No hay vacuna ni aspirina que cure la cervantina. Ese
es el estribillo con que la compañía Ron Lalá, en coproducción con la Compañía
Nacional de Teatro Clásico, arranca las palmas del público durante la principal
pieza musical que ameniza esa primorosa producción que es Cervantina. Y
es verdad que no hay antídoto. Quien esto escribe continúa aún convaleciente de
esa maravillosa enfermedad, la cervantina, que se nos ha inoculado como una
bendición contra la mediocridad de nuestro tiempo. Porque estar enfermo de
Cervantes es mirar el mundo con lucidez, con tolerancia, con espíritu crítico y
con deseos de conocimiento. El virus se contagia leyendo las obras del inmortal
alcalaíno y, si la cepa hace nido, ya no hay quien se cure. Los gobiernos no
quieren que derive en pandemia. ¿A qué gobierno del mundo le interesa que sus
ciudadanos piensen, ponderen, denuncien?
Cervantina
es un espectáculo memorable. La primera parte se detiene en algunos hitos de la
vida de Cervantes. Éste dialoga con la musa inspiradora, que es una usurera que
siempre pide más, una diosa caprichosa a cuya pira se deben inmolar tantos
sacrificios y renuncias si se quiere recibir su pizca de iluminación. Es
también una alegoría de la literatura, a quien hay que entregar la vida entera
si se desea la gloria. Todo gran escritor tiene algo de Aquiles ante el profeta
Calcante. Cervantes conoció esa expiación. La musa le pronostica, sin embargo,
que en España será el escritor más famoso de todos los tiempos y que todo
español tendrá un Quijote en su casa aunque nunca lo haya leído. Las
instituciones aprovecharán la efeméride de su muerte para escudriñar en los
osarios, pero sólo en los centenarios, para la foto oficial. Amarga crítica a
la hipocresía intelectual y política y a la desatención de nuestra figura más
señera.
Luego todo es un torbellino de ritmo trepidante que
alterna diferentes momentos de las obras de Cervantes, acercando los textos
clásicos con inusitada frescura, buen gusto y excelente sentido del humor. Las Novelas
ejemplares, el Quijote, La Galatea, El viaje del Parnaso
y algunos entremeses, entre ellos aquel que la tradición titubea en su
atribución, El hospital de los podridos. La transición entre las
diferentes obras se realiza con suma naturalidad. Los textos, escritos por el
poeta Álvaro Tato, que hace también las veces de actor en la compañía, no
chirrían en el ripio, antes al contrario, contienen lo mejor de lo elegíaco y
de lo popular. Los actores interactúan con el público, –¿de qué está usted
podrido? –, y el público, que está podrido de hipotecas, corruptelas,
nacionalismos o del jefe, engrosa ese hospital de los podridos que quieren
sanar (enfermar) de Cervantes.
Aunque la obra tiene una vocación divulgadora de la
figura de don Miguel (Ron Lalá debería ser una asignatura troncal en el exiguo
currículum de la Secundaria), no cae en el didactismo repulsivo de la nueva
pedagogía, ese que cree que los alumnos son idiotas. Al revés, los actores
respetan la inteligencia del espectador, entre los que también se hallan, no
olvidemos esto, los grandes lectores de Cervantes. De tal manera que, al final,
la didáctica y el homenaje calan por igual sin la erudición pedantesca y sin el
sonrojante payasismo de quienes están bajando el nivel de este país.
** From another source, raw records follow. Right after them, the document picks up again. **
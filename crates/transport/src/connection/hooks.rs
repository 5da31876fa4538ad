use bytes::Bytes;
use http::HeaderMap;

use crate::protocol::{Endpoint, QueryParams, RequestContext};

/// Extension points a provider uses to shape every request of a connection.
///
/// Each hook gets the [`RequestContext`] of the call being built. All of them
/// default to the identity, except [`ConnectionHooks::morph_action`] which
/// prefixes the endpoint's base path.
#[cfg_attr(test, mockall::automock)]
pub trait ConnectionHooks: Send + Sync {
    fn morph_action(&self, action: &str, endpoint: &Endpoint, ctx: &RequestContext) -> String {
        let _ = ctx;
        format!("{}{action}", endpoint.base_path())
    }

    /// Adds parameters such as api keys or versions.
    fn add_default_params(&self, params: QueryParams, ctx: &RequestContext) -> QueryParams {
        let _ = ctx;
        params
    }

    /// Adds headers such as authentication tokens.
    fn add_default_headers(&self, headers: HeaderMap, ctx: &RequestContext) -> HeaderMap {
        let _ = ctx;
        headers
    }

    /// Last chance to change parameters and headers, e.g. to sign the request.
    fn pre_connect_hook(&self, params: QueryParams, headers: HeaderMap, ctx: &RequestContext) -> (QueryParams, HeaderMap) {
        let _ = ctx;
        (params, headers)
    }

    fn encode_data(&self, data: Bytes, ctx: &RequestContext) -> Bytes {
        let _ = ctx;
        data
    }
}

#[derive(Debug, Clone, Copy, Default)]
pub struct DefaultHooks;

impl ConnectionHooks for DefaultHooks {}
use bytes::{Buf, BufMut, BytesMut};
use tokio_util::codec::Encoder;
use tracing::trace;

use crate::protocol::{PayloadItem, SendError};

/// Frames request body pieces as `HEX(len)\r\n<data>\r\n` and closes with `0\r\n\r\n`.
///
/// Empty pieces are skipped, a zero sized frame would end the body early.
#[derive(Debug, Clone, PartialEq, Eq, Default)]
pub struct ChunkedEncoder {
    eof: bool,
}

impl ChunkedEncoder {
    pub fn new() -> Self {
        Self::default()
    }

    pub fn is_finish(&self) -> bool {
        self.eof
    }
}

impl<D: Buf> Encoder<PayloadItem<D>> for ChunkedEncoder {
    type Error = SendError;

    fn encode(&mut self, item: PayloadItem<D>, dst: &mut BytesMut) -> Result<(), Self::Error> {
        if self.eof {
            return Ok(());
        }

        match item {
            PayloadItem::Chunk(mut bytes) => {
                let size = bytes.remaining();
                if size == 0 {
                    return Ok(());
                }
                dst.reserve(size + 12);
                dst.put_slice(format!("{size:X}\r\n").as_bytes());
                while bytes.has_remaining() {
                    let chunk = bytes.chunk();
                    let len = chunk.len();
                    dst.put_slice(chunk);
                    bytes.advance(len);
                }
                dst.put_slice(b"\r\n");
                trace!(size, "encoded chunk");
                Ok(())
            }
            PayloadItem::Eof => {
                self.eof = true;
                dst.put_slice(b"0\r\n\r\n");
                Ok(())
            }
        }
    }
}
Es difícil pasarlo mejor en un espectáculo teatral.
Todo él rebosa de amor a la cultura; carcajadas, música, palmas, dicción
perfecta, preciosa iluminación, interacción con el público, ritmo, sorpresa. Yo
sigo enfermo pertinaz. Y no hay vacuna ni aspirina que cure la cervantina.
Dadme por muerto. Es decir, por muy vivo.